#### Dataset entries

•••

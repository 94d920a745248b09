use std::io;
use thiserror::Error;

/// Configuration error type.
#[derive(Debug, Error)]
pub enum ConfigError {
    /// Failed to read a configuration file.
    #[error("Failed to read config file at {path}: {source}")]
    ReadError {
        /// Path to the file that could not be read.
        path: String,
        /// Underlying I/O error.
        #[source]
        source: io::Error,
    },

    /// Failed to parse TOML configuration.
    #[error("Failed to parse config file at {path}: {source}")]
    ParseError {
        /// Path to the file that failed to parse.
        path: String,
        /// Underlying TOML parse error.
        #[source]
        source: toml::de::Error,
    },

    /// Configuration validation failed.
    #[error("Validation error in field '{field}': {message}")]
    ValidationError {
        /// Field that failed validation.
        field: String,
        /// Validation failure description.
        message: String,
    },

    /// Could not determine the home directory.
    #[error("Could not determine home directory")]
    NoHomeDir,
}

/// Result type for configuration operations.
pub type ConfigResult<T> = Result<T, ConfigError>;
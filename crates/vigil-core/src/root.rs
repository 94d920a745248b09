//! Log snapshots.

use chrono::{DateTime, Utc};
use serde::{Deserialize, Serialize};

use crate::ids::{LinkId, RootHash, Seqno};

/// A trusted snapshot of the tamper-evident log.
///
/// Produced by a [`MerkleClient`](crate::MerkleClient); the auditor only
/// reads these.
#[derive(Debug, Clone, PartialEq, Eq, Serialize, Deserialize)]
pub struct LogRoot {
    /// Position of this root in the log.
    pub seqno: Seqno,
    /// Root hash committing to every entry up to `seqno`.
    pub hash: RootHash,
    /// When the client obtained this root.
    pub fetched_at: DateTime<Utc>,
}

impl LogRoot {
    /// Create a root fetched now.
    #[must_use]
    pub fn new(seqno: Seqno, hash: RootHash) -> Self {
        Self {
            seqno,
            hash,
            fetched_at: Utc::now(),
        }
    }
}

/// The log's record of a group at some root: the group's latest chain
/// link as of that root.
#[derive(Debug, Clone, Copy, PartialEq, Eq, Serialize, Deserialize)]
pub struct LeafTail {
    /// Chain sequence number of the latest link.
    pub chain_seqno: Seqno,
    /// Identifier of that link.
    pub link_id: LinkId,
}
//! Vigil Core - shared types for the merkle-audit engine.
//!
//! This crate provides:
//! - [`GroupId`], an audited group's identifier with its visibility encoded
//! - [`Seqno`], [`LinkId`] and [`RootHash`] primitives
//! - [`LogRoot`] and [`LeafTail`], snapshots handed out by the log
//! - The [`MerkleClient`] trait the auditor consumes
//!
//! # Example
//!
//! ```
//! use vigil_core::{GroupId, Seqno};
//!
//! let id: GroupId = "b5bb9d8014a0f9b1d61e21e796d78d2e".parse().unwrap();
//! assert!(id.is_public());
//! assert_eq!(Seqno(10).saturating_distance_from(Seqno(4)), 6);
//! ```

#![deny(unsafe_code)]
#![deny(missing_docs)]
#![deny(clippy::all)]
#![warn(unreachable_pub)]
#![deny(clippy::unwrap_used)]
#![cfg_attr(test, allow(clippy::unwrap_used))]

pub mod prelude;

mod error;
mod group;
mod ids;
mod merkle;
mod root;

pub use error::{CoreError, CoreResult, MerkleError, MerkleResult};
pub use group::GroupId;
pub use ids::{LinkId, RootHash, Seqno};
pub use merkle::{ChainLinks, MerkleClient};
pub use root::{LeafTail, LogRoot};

•••

#### REQUIRED ACTION
Reproduce the lines from the one containing "#![deny(clippy::all)]" to the end of the entries, keeping both ends and adding nothing.

#### EXERCISE SOLUTION
#![deny(clippy::all)]
#![warn(unreachable_pub)]
#![deny(clippy::unwrap_used)]
#![cfg_attr(test, allow(clippy::unwrap_used))]

pub mod prelude;

mod error;
mod group;
mod ids;
mod merkle;
mod root;

pub use error::{CoreError, CoreResult, MerkleError, MerkleResult};
pub use group::GroupId;
pub use ids::{LinkId, RootHash, Seqno};
pub use merkle::{ChainLinks, MerkleClient};
pub use root::{LeafTail, LogRoot};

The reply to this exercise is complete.